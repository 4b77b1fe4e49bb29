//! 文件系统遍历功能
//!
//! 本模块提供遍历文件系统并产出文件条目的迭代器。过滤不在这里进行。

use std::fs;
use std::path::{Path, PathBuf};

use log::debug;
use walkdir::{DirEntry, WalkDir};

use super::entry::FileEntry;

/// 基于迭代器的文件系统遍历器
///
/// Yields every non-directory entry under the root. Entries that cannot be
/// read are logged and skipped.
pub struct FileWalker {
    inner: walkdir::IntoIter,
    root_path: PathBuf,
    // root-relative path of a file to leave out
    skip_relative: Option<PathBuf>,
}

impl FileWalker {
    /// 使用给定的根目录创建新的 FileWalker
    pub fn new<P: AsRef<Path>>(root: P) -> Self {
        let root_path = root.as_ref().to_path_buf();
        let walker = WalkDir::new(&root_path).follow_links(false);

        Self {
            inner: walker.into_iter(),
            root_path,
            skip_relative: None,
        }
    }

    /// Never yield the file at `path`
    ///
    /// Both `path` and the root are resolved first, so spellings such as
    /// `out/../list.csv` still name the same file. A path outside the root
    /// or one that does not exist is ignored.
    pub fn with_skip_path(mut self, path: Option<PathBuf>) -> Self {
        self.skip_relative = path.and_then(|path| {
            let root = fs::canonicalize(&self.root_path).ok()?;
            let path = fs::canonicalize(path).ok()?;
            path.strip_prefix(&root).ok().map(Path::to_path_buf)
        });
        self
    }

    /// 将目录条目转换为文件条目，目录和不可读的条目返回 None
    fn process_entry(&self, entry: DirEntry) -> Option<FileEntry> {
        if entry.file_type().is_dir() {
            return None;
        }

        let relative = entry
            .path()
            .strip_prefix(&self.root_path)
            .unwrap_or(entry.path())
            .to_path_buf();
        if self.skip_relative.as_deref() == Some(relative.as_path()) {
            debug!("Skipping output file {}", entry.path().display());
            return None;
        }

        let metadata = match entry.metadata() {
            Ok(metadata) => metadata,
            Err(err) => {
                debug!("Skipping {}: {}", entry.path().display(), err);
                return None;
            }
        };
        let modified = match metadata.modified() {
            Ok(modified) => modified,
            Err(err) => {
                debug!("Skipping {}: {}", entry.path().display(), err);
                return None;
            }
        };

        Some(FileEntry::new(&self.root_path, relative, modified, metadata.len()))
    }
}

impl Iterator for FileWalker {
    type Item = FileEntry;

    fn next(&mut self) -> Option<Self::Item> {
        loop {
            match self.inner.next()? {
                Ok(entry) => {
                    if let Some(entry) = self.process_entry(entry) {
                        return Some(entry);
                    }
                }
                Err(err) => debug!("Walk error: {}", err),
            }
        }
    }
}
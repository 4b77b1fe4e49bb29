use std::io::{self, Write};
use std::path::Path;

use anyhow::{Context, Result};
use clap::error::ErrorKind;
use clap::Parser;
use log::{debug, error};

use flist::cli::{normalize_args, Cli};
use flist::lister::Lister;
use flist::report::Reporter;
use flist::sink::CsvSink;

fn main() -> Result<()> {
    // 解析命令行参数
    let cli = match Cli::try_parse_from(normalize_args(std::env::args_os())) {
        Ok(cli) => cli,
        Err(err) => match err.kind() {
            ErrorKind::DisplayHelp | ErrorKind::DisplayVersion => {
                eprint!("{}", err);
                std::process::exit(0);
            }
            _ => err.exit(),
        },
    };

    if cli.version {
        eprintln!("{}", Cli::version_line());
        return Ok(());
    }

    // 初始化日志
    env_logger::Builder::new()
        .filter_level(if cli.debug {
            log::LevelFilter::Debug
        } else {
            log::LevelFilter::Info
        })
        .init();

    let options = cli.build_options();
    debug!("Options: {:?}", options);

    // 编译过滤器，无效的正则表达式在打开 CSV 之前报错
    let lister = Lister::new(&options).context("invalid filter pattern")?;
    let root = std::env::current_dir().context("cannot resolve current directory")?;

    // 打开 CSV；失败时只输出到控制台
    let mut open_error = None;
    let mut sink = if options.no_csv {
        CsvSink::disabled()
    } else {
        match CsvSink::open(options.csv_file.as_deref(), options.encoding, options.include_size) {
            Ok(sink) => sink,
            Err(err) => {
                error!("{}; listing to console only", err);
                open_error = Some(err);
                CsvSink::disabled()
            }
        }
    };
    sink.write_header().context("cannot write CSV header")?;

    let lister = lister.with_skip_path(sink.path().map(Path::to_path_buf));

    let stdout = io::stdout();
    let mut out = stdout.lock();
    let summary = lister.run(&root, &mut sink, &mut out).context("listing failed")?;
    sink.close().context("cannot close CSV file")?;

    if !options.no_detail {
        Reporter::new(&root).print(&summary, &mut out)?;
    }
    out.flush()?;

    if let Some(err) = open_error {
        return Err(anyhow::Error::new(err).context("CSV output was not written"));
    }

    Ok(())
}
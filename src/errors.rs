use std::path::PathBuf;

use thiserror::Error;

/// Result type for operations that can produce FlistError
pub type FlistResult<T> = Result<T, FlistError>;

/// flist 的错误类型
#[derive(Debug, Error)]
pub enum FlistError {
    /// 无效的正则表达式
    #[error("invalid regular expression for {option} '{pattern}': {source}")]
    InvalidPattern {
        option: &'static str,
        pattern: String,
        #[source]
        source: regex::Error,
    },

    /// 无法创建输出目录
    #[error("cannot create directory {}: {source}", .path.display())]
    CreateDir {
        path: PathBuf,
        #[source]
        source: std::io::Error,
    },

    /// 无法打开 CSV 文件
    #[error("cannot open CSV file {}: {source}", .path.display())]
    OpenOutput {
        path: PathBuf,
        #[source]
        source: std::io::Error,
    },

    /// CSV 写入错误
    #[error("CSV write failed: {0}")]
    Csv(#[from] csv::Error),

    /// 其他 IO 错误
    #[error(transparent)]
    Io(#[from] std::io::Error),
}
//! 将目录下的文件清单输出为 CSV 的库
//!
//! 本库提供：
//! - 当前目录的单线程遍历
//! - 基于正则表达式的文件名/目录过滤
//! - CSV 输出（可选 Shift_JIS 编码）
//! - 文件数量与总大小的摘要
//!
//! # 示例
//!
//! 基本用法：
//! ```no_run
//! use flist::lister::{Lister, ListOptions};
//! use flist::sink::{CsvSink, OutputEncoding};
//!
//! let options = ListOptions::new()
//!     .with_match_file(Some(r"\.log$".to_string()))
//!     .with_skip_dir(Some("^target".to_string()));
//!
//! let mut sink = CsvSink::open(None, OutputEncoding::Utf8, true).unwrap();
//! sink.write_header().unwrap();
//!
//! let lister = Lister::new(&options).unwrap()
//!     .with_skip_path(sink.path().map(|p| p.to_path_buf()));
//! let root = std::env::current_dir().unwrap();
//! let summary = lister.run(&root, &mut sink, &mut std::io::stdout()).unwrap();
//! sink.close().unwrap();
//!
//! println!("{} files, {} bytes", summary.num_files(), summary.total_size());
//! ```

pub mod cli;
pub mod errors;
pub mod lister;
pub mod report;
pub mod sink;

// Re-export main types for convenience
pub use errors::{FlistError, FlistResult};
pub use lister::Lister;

——————————

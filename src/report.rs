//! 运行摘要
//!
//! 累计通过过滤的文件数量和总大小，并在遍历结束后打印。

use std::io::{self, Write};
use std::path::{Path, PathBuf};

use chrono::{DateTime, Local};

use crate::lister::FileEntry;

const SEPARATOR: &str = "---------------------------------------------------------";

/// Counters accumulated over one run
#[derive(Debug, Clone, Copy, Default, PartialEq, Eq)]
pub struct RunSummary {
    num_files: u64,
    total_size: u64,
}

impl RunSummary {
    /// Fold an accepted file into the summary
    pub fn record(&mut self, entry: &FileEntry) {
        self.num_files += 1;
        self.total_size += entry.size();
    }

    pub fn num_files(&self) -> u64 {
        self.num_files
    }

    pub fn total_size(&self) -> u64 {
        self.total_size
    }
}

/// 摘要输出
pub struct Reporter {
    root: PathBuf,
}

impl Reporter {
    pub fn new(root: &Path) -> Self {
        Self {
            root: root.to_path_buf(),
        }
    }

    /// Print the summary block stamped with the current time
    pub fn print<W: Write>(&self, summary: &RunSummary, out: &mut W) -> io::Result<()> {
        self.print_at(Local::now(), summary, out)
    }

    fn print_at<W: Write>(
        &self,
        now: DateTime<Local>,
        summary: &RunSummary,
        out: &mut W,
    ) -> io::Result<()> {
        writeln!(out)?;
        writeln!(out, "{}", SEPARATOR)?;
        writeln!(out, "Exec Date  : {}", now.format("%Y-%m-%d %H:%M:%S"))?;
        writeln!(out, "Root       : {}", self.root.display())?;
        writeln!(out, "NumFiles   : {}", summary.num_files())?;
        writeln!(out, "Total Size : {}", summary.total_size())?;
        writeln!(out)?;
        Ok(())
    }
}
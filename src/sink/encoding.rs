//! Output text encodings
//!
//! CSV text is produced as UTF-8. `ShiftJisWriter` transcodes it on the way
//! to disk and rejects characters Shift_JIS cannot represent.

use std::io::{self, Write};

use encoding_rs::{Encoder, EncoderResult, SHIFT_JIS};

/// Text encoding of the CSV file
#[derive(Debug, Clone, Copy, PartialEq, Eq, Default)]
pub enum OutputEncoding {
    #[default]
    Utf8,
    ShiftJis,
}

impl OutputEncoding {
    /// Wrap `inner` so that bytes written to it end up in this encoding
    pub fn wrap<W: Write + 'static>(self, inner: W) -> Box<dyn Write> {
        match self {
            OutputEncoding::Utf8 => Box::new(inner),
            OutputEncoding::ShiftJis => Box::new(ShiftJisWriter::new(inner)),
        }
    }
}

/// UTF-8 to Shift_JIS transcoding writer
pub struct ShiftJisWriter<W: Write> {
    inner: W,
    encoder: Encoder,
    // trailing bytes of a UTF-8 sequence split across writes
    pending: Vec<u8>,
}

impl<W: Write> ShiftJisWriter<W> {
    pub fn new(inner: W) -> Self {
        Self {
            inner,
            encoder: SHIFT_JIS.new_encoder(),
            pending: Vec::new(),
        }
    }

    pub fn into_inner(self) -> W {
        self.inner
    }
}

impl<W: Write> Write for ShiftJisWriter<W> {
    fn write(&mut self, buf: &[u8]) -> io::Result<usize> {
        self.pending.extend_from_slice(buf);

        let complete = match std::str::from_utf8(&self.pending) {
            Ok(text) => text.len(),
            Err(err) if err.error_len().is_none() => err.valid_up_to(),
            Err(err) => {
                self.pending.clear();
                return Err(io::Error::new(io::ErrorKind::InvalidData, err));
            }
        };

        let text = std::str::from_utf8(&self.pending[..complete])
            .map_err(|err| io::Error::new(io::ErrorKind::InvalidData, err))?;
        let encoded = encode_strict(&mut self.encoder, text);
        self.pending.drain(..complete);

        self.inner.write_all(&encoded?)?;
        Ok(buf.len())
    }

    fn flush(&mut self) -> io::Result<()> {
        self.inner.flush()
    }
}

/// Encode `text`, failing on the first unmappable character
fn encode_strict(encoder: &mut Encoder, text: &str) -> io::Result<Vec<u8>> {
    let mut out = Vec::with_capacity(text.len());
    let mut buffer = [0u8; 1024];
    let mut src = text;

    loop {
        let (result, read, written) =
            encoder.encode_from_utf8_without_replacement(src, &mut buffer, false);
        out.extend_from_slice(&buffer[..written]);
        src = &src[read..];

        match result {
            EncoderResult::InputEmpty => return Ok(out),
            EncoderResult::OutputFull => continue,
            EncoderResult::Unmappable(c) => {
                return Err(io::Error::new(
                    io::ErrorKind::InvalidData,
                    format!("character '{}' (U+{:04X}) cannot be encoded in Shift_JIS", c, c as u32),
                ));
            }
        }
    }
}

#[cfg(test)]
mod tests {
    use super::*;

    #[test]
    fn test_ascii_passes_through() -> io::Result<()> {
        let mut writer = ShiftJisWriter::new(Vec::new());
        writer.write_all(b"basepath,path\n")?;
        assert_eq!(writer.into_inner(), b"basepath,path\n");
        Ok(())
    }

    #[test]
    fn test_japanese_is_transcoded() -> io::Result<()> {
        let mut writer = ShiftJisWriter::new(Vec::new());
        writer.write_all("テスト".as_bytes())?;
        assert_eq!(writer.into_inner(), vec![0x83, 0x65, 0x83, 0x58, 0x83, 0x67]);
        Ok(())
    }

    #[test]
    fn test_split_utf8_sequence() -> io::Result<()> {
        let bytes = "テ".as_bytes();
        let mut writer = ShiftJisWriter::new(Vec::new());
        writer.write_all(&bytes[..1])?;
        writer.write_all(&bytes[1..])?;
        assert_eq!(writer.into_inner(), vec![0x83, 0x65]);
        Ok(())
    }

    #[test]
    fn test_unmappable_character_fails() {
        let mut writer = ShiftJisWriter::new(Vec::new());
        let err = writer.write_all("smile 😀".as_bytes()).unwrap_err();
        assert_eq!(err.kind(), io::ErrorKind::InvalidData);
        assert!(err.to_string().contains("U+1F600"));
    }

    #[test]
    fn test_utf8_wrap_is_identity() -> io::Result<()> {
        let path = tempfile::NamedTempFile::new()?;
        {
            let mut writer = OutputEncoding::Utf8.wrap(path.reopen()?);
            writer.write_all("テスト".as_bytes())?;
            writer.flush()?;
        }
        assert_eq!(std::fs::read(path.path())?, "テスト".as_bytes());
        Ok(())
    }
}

——————————

● TASK DETAILS:
Return each line of the material in which the string "derive" can be found.

● REPLY:
#[derive(Debug, Error)]
#[derive(Debug, Clone, Copy, Default, PartialEq, Eq)]
#[derive(Debug, Clone, Copy, PartialEq, Eq, Default)]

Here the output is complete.